EXERCISE AIM.
Copy the listing below line for line, starting at its first line and ending with the line that has "use thiserror::Error;" in it. Add nothing.

PROVIDED DATA.
****************
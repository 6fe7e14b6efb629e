//! Domain types for ticket admission control.
//!
//! This module contains the identifiers, closed enumerations and the [`Ticket`]
//! record itself. A ticket carries a denormalized copy of its type policy taken at
//! issuance time, so later policy changes never alter already-issued tickets.

use crate::registry::TicketTypeConfig;
use crate::validation::{Decision, DenialReason, decide};
use chrono::{DateTime, Utc};
use serde::{Deserialize, Serialize};
use smallvec::SmallVec;
use std::collections::BTreeSet;
use std::fmt;
use std::str::FromStr;
use thiserror::Error;

// ============================================================================
// Identifiers
// ============================================================================

/// Error returned when parsing an identifier from untrusted input.
#[derive(Error, Debug, Clone, PartialEq, Eq)]
#[error("Invalid {kind}: {reason}")]
pub struct ParseIdError {
    kind: &'static str,
    reason: &'static str,
}

macro_rules! string_id {
    ($(#[$meta:meta])* $name:ident, $kind:literal) => {
        $(#[$meta])*
        #[derive(Clone, Debug, PartialEq, Eq, PartialOrd, Ord, Hash, Serialize, Deserialize)]
        #[serde(transparent)]
        pub struct $name(String);

        impl $name {
            /// Create an identifier from application-controlled input (no validation).
            #[must_use]
            pub fn new(id: impl Into<String>) -> Self {
                Self(id.into())
            }

            /// Get the identifier as a string slice.
            #[must_use]
            pub fn as_str(&self) -> &str {
                &self.0
            }

            /// Convert the identifier into its inner `String`.
            #[must_use]
            pub fn into_inner(self) -> String {
                self.0
            }
        }

        impl fmt::Display for $name {
            fn fmt(&self, f: &mut fmt::Formatter<'_>) -> fmt::Result {
                f.write_str(&self.0)
            }
        }

        impl FromStr for $name {
            type Err = ParseIdError;

            fn from_str(s: &str) -> Result<Self, Self::Err> {
                let trimmed = s.trim();
                if trimmed.is_empty() {
                    return Err(ParseIdError {
                        kind: $kind,
                        reason: "cannot be empty",
                    });
                }
                Ok(Self(trimmed.to_string()))
            }
        }

        impl From<&str> for $name {
            fn from(s: &str) -> Self {
                Self(s.to_string())
            }
        }

        impl From<String> for $name {
            fn from(s: String) -> Self {
                Self(s)
            }
        }

        impl AsRef<str> for $name {
            fn as_ref(&self) -> &str {
                &self.0
            }
        }
    };
}

string_id!(
    /// Unique, immutable identifier of a ticket (the payload of its QR code).
    TicketId,
    "ticket id"
);

string_id!(
    /// Identifier of the gate terminal that submitted a scan.
    TerminalId,
    "terminal id"
);

string_id!(
    /// Identifier of the operator performing an administrative action.
    ActorId,
    "actor id"
);

// ============================================================================
// Closed enumerations
// ============================================================================

/// Error returned when a day or ticket type code is not part of the configured set.
#[derive(Error, Debug, Clone, PartialEq, Eq)]
#[error("Unknown {kind} code: {code}")]
pub struct UnknownCodeError {
    kind: &'static str,
    code: String,
}

/// Admission day of the deployed event.
#[derive(Clone, Copy, Debug, PartialEq, Eq, PartialOrd, Ord, Hash, Serialize, Deserialize)]
#[serde(rename_all = "SCREAMING_SNAKE_CASE")]
pub enum EventDay {
    /// First day
    Day1,
    /// Second day
    Day2,
    /// Third day
    Day3,
}

impl EventDay {
    /// Every admission day, in calendar order.
    pub const ALL: [Self; 3] = [Self::Day1, Self::Day2, Self::Day3];

    /// Wire code for this day.
    #[must_use]
    pub const fn code(self) -> &'static str {
        match self {
            Self::Day1 => "DAY1",
            Self::Day2 => "DAY2",
            Self::Day3 => "DAY3",
        }
    }
}

impl fmt::Display for EventDay {
    fn fmt(&self, f: &mut fmt::Formatter<'_>) -> fmt::Result {
        f.write_str(self.code())
    }
}

impl FromStr for EventDay {
    type Err = UnknownCodeError;

    fn from_str(s: &str) -> Result<Self, Self::Err> {
        Self::ALL
            .into_iter()
            .find(|day| day.code().eq_ignore_ascii_case(s.trim()))
            .ok_or_else(|| UnknownCodeError {
                kind: "day",
                code: s.to_string(),
            })
    }
}

/// Ticket category. Determines the admission policy through the registry.
#[derive(Clone, Copy, Debug, PartialEq, Eq, PartialOrd, Ord, Hash, Serialize, Deserialize)]
#[serde(rename_all = "SCREAMING_SNAKE_CASE")]
pub enum TicketType {
    /// Admits once on a single configured day
    SingleDay,
    /// Admits once on each of two days
    TwoDay,
    /// Partial pass: fewer admissions than valid days
    FlexPass,
    /// Admits once on every day
    FullPass,
}

impl TicketType {
    /// Every ticket type.
    pub const ALL: [Self; 4] = [Self::SingleDay, Self::TwoDay, Self::FlexPass, Self::FullPass];

    /// Wire code for this ticket type.
    #[must_use]
    pub const fn code(self) -> &'static str {
        match self {
            Self::SingleDay => "SINGLE_DAY",
            Self::TwoDay => "TWO_DAY",
            Self::FlexPass => "FLEX_PASS",
            Self::FullPass => "FULL_PASS",
        }
    }
}

impl fmt::Display for TicketType {
    fn fmt(&self, f: &mut fmt::Formatter<'_>) -> fmt::Result {
        f.write_str(self.code())
    }
}

impl FromStr for TicketType {
    type Err = UnknownCodeError;

    fn from_str(s: &str) -> Result<Self, Self::Err> {
        Self::ALL
            .into_iter()
            .find(|t| t.code().eq_ignore_ascii_case(s.trim()))
            .ok_or_else(|| UnknownCodeError {
                kind: "ticket type",
                code: s.to_string(),
            })
    }
}

/// Stored lifecycle status. "Used up" is never stored, see [`Ticket::is_exhausted`].
#[derive(Clone, Copy, Debug, PartialEq, Eq, Hash, Serialize, Deserialize)]
#[serde(rename_all = "SCREAMING_SNAKE_CASE")]
pub enum TicketStatus {
    /// Initial state, admissions allowed subject to policy
    Active,
    /// Terminal state
    Cancelled,
}

impl TicketStatus {
    /// Whether no transition leaves this status.
    #[must_use]
    pub const fn is_terminal(self) -> bool {
        matches!(self, Self::Cancelled)
    }
}

// ============================================================================
// Records
// ============================================================================

/// One recorded admission. Never edited or removed once appended.
#[derive(Clone, Debug, PartialEq, Eq, Serialize, Deserialize)]
pub struct ScanEvent {
    /// Admission day this scan consumed
    pub day: EventDay,
    /// When the admission was recorded
    pub timestamp: DateTime<Utc>,
    /// Terminal that performed the scan
    pub terminal_id: TerminalId,
}

/// Details recorded when a ticket is cancelled.
#[derive(Clone, Debug, PartialEq, Eq, Serialize, Deserialize)]
pub struct Cancellation {
    /// Operator-supplied reason
    pub reason: String,
    /// Operator who cancelled the ticket
    pub actor: ActorId,
    /// When the cancellation took effect
    pub cancelled_at: DateTime<Utc>,
}

/// Error raised when a mutation would break a ticket invariant.
#[derive(Error, Debug, Clone, PartialEq, Eq)]
#[error("Scan for {day} rejected by ticket invariants: {reason}")]
pub struct ScanRejected {
    /// Day of the rejected scan
    pub day: EventDay,
    /// Rule that rejected it
    pub reason: DenialReason,
}

/// A stored ticket that breaks a ticket invariant.
#[derive(Error, Debug, Clone, PartialEq, Eq)]
pub enum InvalidTicket {
    /// More scans than the ticket permits.
    #[error("{scans} scans exceed max_scans {max_scans}")]
    TooManyScans {
        /// Recorded scans
        scans: usize,
        /// Permitted scans
        max_scans: u32,
    },

    /// Two scans for the same day.
    #[error("more than one scan for {0}")]
    DuplicateDay(EventDay),

    /// A scan for a day the ticket was not issued for.
    #[error("scan for {0}, which the ticket does not allow")]
    DayNotAllowed(EventDay),

    /// A cancelled ticket with recorded scans.
    #[error("cancelled ticket has recorded scans")]
    ScannedThenCancelled,

    /// Status and cancellation details disagree.
    #[error("status {status:?} does not match cancellation details")]
    CancellationMismatch {
        /// Stored status
        status: TicketStatus,
    },
}

/// An admission credential.
///
/// Fields are private: the only mutation paths are [`Ticket::record_scan`] and the
/// lifecycle transition in [`crate::lifecycle::cancel`], both of which uphold
/// `scans.len() <= max_scans`, one scan per day, and no scans after cancellation.
/// Deserialization checks the same invariants, so a record read back from a store
/// cannot bypass them.
#[derive(Clone, Debug, PartialEq, Eq, Serialize, Deserialize)]
#[serde(try_from = "RawTicket")]
pub struct Ticket {
    ticket_id: TicketId,
    ticket_type: TicketType,
    status: TicketStatus,
    scans: SmallVec<[ScanEvent; 4]>,
    allowed_days: BTreeSet<EventDay>,
    max_scans: u32,
    issued_at: DateTime<Utc>,
    #[serde(default, skip_serializing_if = "Option::is_none")]
    cancellation: Option<Cancellation>,
}

/// Unchecked wire form of [`Ticket`].
#[derive(Deserialize)]
struct RawTicket {
    ticket_id: TicketId,
    ticket_type: TicketType,
    status: TicketStatus,
    scans: SmallVec<[ScanEvent; 4]>,
    allowed_days: BTreeSet<EventDay>,
    max_scans: u32,
    issued_at: DateTime<Utc>,
    #[serde(default)]
    cancellation: Option<Cancellation>,
}

impl TryFrom<RawTicket> for Ticket {
    type Error = InvalidTicket;

    fn try_from(raw: RawTicket) -> Result<Self, Self::Error> {
        if !u32::try_from(raw.scans.len()).is_ok_and(|n| n <= raw.max_scans) {
            return Err(InvalidTicket::TooManyScans {
                scans: raw.scans.len(),
                max_scans: raw.max_scans,
            });
        }

        let mut seen = BTreeSet::new();
        for scan in &raw.scans {
            if !raw.allowed_days.contains(&scan.day) {
                return Err(InvalidTicket::DayNotAllowed(scan.day));
            }
            if !seen.insert(scan.day) {
                return Err(InvalidTicket::DuplicateDay(scan.day));
            }
        }

        match (raw.status, raw.cancellation.is_some()) {
            (TicketStatus::Active, false) => {}
            (TicketStatus::Cancelled, true) if raw.scans.is_empty() => {}
            (TicketStatus::Cancelled, true) => return Err(InvalidTicket::ScannedThenCancelled),
            (status, _) => return Err(InvalidTicket::CancellationMismatch { status }),
        }

        Ok(Self {
            ticket_id: raw.ticket_id,
            ticket_type: raw.ticket_type,
            status: raw.status,
            scans: raw.scans,
            allowed_days: raw.allowed_days,
            max_scans: raw.max_scans,
            issued_at: raw.issued_at,
            cancellation: raw.cancellation,
        })
    }
}

impl Ticket {
    /// Create an `ACTIVE` ticket with no scans, copying the given policy.
    #[must_use]
    pub fn issue(
        ticket_id: TicketId,
        ticket_type: TicketType,
        policy: &TicketTypeConfig,
        issued_at: DateTime<Utc>,
    ) -> Self {
        Self {
            ticket_id,
            ticket_type,
            status: TicketStatus::Active,
            scans: SmallVec::new(),
            allowed_days: policy.allowed_days.clone(),
            max_scans: policy.max_scans,
            issued_at,
            cancellation: None,
        }
    }

    /// Ticket identifier.
    #[must_use]
    pub const fn ticket_id(&self) -> &TicketId {
        &self.ticket_id
    }

    /// Ticket category.
    #[must_use]
    pub const fn ticket_type(&self) -> TicketType {
        self.ticket_type
    }

    /// Stored lifecycle status.
    #[must_use]
    pub const fn status(&self) -> TicketStatus {
        self.status
    }

    /// Recorded admissions in admission order.
    #[must_use]
    pub fn scans(&self) -> &[ScanEvent] {
        &self.scans
    }

    /// Days this ticket was issued for.
    #[must_use]
    pub const fn allowed_days(&self) -> &BTreeSet<EventDay> {
        &self.allowed_days
    }

    /// Maximum total admissions across all days.
    #[must_use]
    pub const fn max_scans(&self) -> u32 {
        self.max_scans
    }

    /// Issuance timestamp.
    #[must_use]
    pub const fn issued_at(&self) -> DateTime<Utc> {
        self.issued_at
    }

    /// Cancellation details, present once the ticket is cancelled.
    #[must_use]
    pub const fn cancellation(&self) -> Option<&Cancellation> {
        self.cancellation.as_ref()
    }

    /// Number of recorded admissions.
    #[must_use]
    pub fn scan_count(&self) -> u32 {
        u32::try_from(self.scans.len()).unwrap_or(u32::MAX)
    }

    /// Admissions still available.
    #[must_use]
    pub fn remaining_scans(&self) -> u32 {
        self.max_scans.saturating_sub(self.scan_count())
    }

    /// Whether the ticket was issued for `day`.
    #[must_use]
    pub fn is_valid_for(&self, day: EventDay) -> bool {
        self.allowed_days.contains(&day)
    }

    /// Whether an admission has already been recorded for `day`.
    #[must_use]
    pub fn has_scan_for(&self, day: EventDay) -> bool {
        self.scans.iter().any(|scan| scan.day == day)
    }

    /// Derived "used" condition: every permitted admission has been consumed.
    #[must_use]
    pub fn is_exhausted(&self) -> bool {
        self.scan_count() >= self.max_scans
    }

    /// Whether the ticket has been cancelled.
    #[must_use]
    pub const fn is_cancelled(&self) -> bool {
        matches!(self.status, TicketStatus::Cancelled)
    }

    /// Append an admission.
    ///
    /// # Errors
    ///
    /// Returns [`ScanRejected`] if the validation rules would deny this scan.
    pub fn record_scan(&mut self, scan: ScanEvent) -> Result<(), ScanRejected> {
        match decide(Some(self), scan.day) {
            Decision::Valid { .. } => {
                self.scans.push(scan);
                Ok(())
            }
            Decision::Denied { reason } => Err(ScanRejected {
                day: scan.day,
                reason,
            }),
        }
    }

    pub(crate) fn mark_cancelled(&mut self, cancellation: Cancellation) {
        self.status = TicketStatus::Cancelled;
        self.cancellation = Some(cancellation);
    }
}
****************
EXERCISE RESULT.
repository 6fe7e14b6efb629e
//! Domain types for ticket admission control.
//!
//! This module contains the identifiers, closed enumerations and the [`Ticket`]
//! record itself. A ticket carries a denormalized copy of its type policy taken at
//! issuance time, so later policy changes never alter already-issued tickets.

use crate::registry::TicketTypeConfig;
use crate::validation::{Decision, DenialReason, decide};
use chrono::{DateTime, Utc};
use serde::{Deserialize, Serialize};
use smallvec::SmallVec;
use std::collections::BTreeSet;
use std::fmt;
use std::str::FromStr;
use thiserror::Error;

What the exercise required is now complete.